Je n’évacue pas le bienfondé de la démarche des homosexuels quant à avoir accès aux mêmes droits fondamentaux que les autres familles, mais cela devait-il nécessairement passer par le renforcement du mariage comme acte fondateur d’une famille et de l’attachement de droits divers et vaguement égalitaires à cette seule construction ?
Tout ce bruit pour rien, pour quelques centaines de personnes par an, tout au plus, alors que des millions d’entre nous n’ont plus de place, ne se reconnaissent plus dans des structures sociales héritées de siècles de pouvoir patriarcal.

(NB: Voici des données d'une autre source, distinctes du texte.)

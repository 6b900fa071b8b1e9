//! End-to-end pipeline tests: router and lane actors wired over real
//! channels, with the test standing in for the compositor actor.

use std::collections::HashMap;
use std::sync::Arc;

use mosaic_core::{OpaqueFrame, SourceKind, VisualUnit};
use mosaic_pipeline::lane::{ColorCycle, LaneActor, LaneSource};
use mosaic_pipeline::messages::{CompositorMsg, SourceEvent};
use mosaic_pipeline::router::{FrameRouter, RouterConfig};
use tokio::sync::mpsc;

struct Pipeline {
    source_tx: mpsc::UnboundedSender<SourceEvent>,
    compositor_rx: mpsc::UnboundedReceiver<CompositorMsg>,
    router: tokio::task::JoinHandle<mosaic_pipeline::RouterStats>,
}

fn spawn_pipeline(lane_count: u32, source_kind: SourceKind) -> Pipeline {
    let (source_tx, source_rx) = mpsc::unbounded_channel();
    let (compositor_tx, compositor_rx) = mpsc::unbounded_channel();

    let mut lane_txs = Vec::new();
    for lane_id in 0..lane_count {
        let source = match source_kind {
            SourceKind::OpaqueFrame => LaneSource::Forward,
            SourceKind::PlanarChunk => {
                LaneSource::ColorCycle(ColorCycle::new(16, 16, u64::from(lane_id) + 1))
            }
            SourceKind::StillImage => {
                LaneSource::Still(OpaqueFrame::solid(16, 16, 0, [5, 5, 5, 255]))
            }
        };
        let (tx, rx) = mpsc::unbounded_channel();
        lane_txs.push(tx);
        tokio::spawn(LaneActor::new(lane_id, source, compositor_tx.clone()).run(rx));
    }
    drop(compositor_tx);

    let router = FrameRouter::new(
        RouterConfig {
            lane_count,
            source_kind,
        },
        lane_txs,
    );
    let router = tokio::spawn(router.run(source_rx));

    Pipeline {
        source_tx,
        compositor_rx,
        router,
    }
}

#[tokio::test]
async fn planar_rounds_reach_every_lane_in_order() {
    let mut pl = spawn_pipeline(4, SourceKind::PlanarChunk);

    for _ in 0..3 {
        pl.source_tx.send(SourceEvent::Tick).unwrap();
    }
    pl.source_tx.send(SourceEvent::Stop).unwrap();

    let mut per_lane: HashMap<u32, Vec<VisualUnit>> = HashMap::new();
    while let Some(CompositorMsg::Unit { lane_id, unit }) = pl.compositor_rx.recv().await {
        per_lane.entry(lane_id).or_default().push(unit);
    }

    assert_eq!(per_lane.len(), 4);
    for (lane_id, units) in &per_lane {
        assert_eq!(units.len(), 3, "lane {lane_id} missed a round");
        for unit in units {
            match unit {
                VisualUnit::Buffers(b) => {
                    assert_eq!(b.y.len(), 16 * 16);
                    assert_eq!(b.u.len(), 8 * 8);
                }
                other => panic!("expected planar buffers, got {other:?}"),
            }
        }
        // Within the color-hold window every round carries the same color.
        let first = match &units[0] {
            VisualUnit::Buffers(b) => (b.y[0], b.u[0], b.v[0]),
            _ => unreachable!(),
        };
        for unit in &units[1..] {
            if let VisualUnit::Buffers(b) = unit {
                assert_eq!((b.y[0], b.u[0], b.v[0]), first);
            }
        }
    }

    let stats = pl.router.await.unwrap();
    assert_eq!(stats.rounds, 3);
    for lane in &stats.lanes {
        // 3 refreshes + 1 stop per lane.
        assert_eq!(lane.delivered, 4);
        assert_eq!(lane.skipped, 0);
    }
}

#[tokio::test]
async fn opaque_fan_out_shares_bytes_and_releases_original() {
    let mut pl = spawn_pipeline(3, SourceKind::OpaqueFrame);

    let frame = OpaqueFrame::solid(8, 8, 42, [1, 2, 3, 255]);
    let bytes = frame.bytes.clone();
    pl.source_tx.send(SourceEvent::Unit(frame)).unwrap();
    pl.source_tx.send(SourceEvent::Stop).unwrap();

    let mut seen = Vec::new();
    while let Some(CompositorMsg::Unit { lane_id, unit }) = pl.compositor_rx.recv().await {
        match unit {
            VisualUnit::Opaque(dup) => {
                assert!(Arc::ptr_eq(&bytes, &dup.bytes));
                assert_eq!(dup.timestamp_us, 42);
                seen.push((lane_id, dup));
            }
            other => panic!("expected opaque frame, got {other:?}"),
        }
    }
    assert_eq!(seen.len(), 3);

    pl.router.await.unwrap();
    // Only our probe and the three delivered duplicates hold the pixels;
    // the router's original is gone.
    drop(seen);
    assert_eq!(Arc::strong_count(&bytes), 1);
}

#[tokio::test]
async fn still_lanes_reserve_on_every_round() {
    let mut pl = spawn_pipeline(2, SourceKind::StillImage);

    pl.source_tx.send(SourceEvent::Tick).unwrap();
    pl.source_tx.send(SourceEvent::Tick).unwrap();
    pl.source_tx.send(SourceEvent::Stop).unwrap();

    let mut count = 0;
    while let Some(CompositorMsg::Unit { unit, .. }) = pl.compositor_rx.recv().await {
        assert!(matches!(unit, VisualUnit::Opaque(_)));
        count += 1;
    }
    assert_eq!(count, 4);
    pl.router.await.unwrap();
}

De quoi parle-t-on vraiment quand on parle de mariage ?
On parle de cet acte public qui consiste à poser le fondement d’une famille dans le sens le plus traditionnel et restrictif du terme : un homme qui donne son nom à une femme et qui par là même revendique la propriété de son ventre quant à toute la progéniture qui en sortira dorénavant. C’est un acte qui s’inscrit dans l’idée de la transmission du nom et de la propriété privée. C’est une démonstration politique de l’alliance au sens propre et figuré de deux familles et de leur patrimoine à travers leur descendance commune.
Voilà ce qu’est réellement le mariage et le fait que la Révolution française l’a rendu civil, c’est à dire a offert la possibilité de contracter cet engagement sans l’intervention de l’Église ne gâche en rien le fait que la mariée est là l’enjeu d’une transaction génétique et financière, que le père continue de la donner au mari, comme un bien qui s’échange, que dans la majorité des cas, l’identité des femmes continue à s’effacer au profit du patronyme qui sera automatiquement légué aux enfants de cette femme, à savoir la prédominance du nom du père. D’ailleurs, dans nos contrées, on continue toujours à désigner les familles par leur patronyme : voilà les Machins, c’est ici que vivent les Bidules, tiens, ce ne serait pas le petit Trucmuche ? Nombre de courriers administratifs et commerciaux continuent d’être adressés à « monsieur et madame prénom et nom de l’homme », la femme n’étant plus qu’une extension du mari, dépossédée jusque de son prénom.
Et c’est donc pour défendre l’extension de cette conception bien particulière et restrictive de la famille que des millions de laïcards, gays, lesbiennes, gauchistes et progressistes ont défilé, alors que fondamentalement, les défenseurs du mariage que pour leur gueule, dans le cadre de la famille rétrograde et figée dans le temps, avaient bien raison de défendre le caractère bourgeois et patriarcal d’une institution à travers laquelle ils continuent à s’assurer la perpétuation de valeurs (et de patrimoines, en passant) biens moisies.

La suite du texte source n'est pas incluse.